INPUT MATERIAL below:
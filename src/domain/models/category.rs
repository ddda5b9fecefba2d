//! The nine personality type categories.
//!
//! Categories are fixed at compile time. Their declaration order `T1..T9` is
//! the canonical ordering used for every deterministic tie-break in the
//! engine.

use std::fmt;
use std::str::FromStr;

use serde::{Deserialize, Serialize};

use crate::domain::errors::AssessmentError;

/// Number of categories in the model.
pub const CATEGORY_COUNT: usize = 9;

/// One of the nine fixed personality type identifiers.
///
/// `Ord` follows canonical order, so `T1 < T2 < ... < T9`.
#[derive(Debug, Clone, Copy, PartialEq, Eq, PartialOrd, Ord, Hash, Serialize, Deserialize)]
pub enum Category {
    /// Type 1.
    T1,
    /// Type 2.
    T2,
    /// Type 3.
    T3,
    /// Type 4.
    T4,
    /// Type 5.
    T5,
    /// Type 6.
    T6,
    /// Type 7.
    T7,
    /// Type 8.
    T8,
    /// Type 9.
    T9,
}

impl Category {
    /// All categories in canonical order.
    pub const ALL: [Self; CATEGORY_COUNT] = [
        Self::T1,
        Self::T2,
        Self::T3,
        Self::T4,
        Self::T5,
        Self::T6,
        Self::T7,
        Self::T8,
        Self::T9,
    ];

    /// Zero-based position in canonical order.
    pub const fn index(self) -> usize {
        self as usize
    }

    /// Category at a zero-based canonical position.
    pub fn from_index(index: usize) -> Option<Self> {
        Self::ALL.get(index).copied()
    }

    /// One-based type number, as shown to respondents.
    pub const fn number(self) -> u8 {
        self as u8 + 1
    }

    /// Short display name.
    pub const fn name(self) -> &'static str {
        match self {
            Self::T1 => "Reformer",
            Self::T2 => "Helper",
            Self::T3 => "Achiever",
            Self::T4 => "Individualist",
            Self::T5 => "Investigator",
            Self::T6 => "Loyalist",
            Self::T7 => "Enthusiast",
            Self::T8 => "Challenger",
            Self::T9 => "Peacemaker",
        }
    }

    /// First-person statement used when rendering a forced-choice question.
    pub const fn statement(self) -> &'static str {
        match self {
            Self::T1 => "I hold myself to high standards and want things done right.",
            Self::T2 => "I notice what others need and like being there for them.",
            Self::T3 => "I set goals and push hard to reach them.",
            Self::T4 => "I look for meaning and want to be true to who I am.",
            Self::T5 => "I need time alone to think things through before acting.",
            Self::T6 => "I prepare for what could go wrong and value people I can trust.",
            Self::T7 => "I keep my options open and chase new experiences.",
            Self::T8 => "I take charge and say what I think, even when it is uncomfortable.",
            Self::T9 => "I keep the peace and go along to avoid conflict.",
        }
    }
}

impl fmt::Display for Category {
    fn fmt(&self, f: &mut fmt::Formatter<'_>) -> fmt::Result {
        write!(f, "T{}", self.number())
    }
}

impl FromStr for Category {
    type Err = AssessmentError;

    /// Accepts `T4`, `t4`, `4` and `type4`.
    fn from_str(s: &str) -> Result<Self, Self::Err> {
        let lowered = s.trim().to_ascii_lowercase();
        let digits = lowered
            .strip_prefix("type")
            .or_else(|| lowered.strip_prefix('t'))
            .unwrap_or(&lowered)
            .trim();

        digits
            .parse::<usize>()
            .ok()
            .and_then(|n| n.checked_sub(1))
            .and_then(Self::from_index)
            .ok_or_else(|| AssessmentError::InvalidInput(format!("Unknown category: {s}")))
    }
}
End of INPUT MATERIAL.
▶ INSTRUCTIONS TO FOLLOW
Search the entries for the word "Serialize", then gather every line that has it.

▶ WRITTEN RESPONSE
use serde::{Deserialize, Serialize};
#[derive(Debug, Clone, Copy, PartialEq, Eq, PartialOrd, Ord, Hash, Serialize, Deserialize)]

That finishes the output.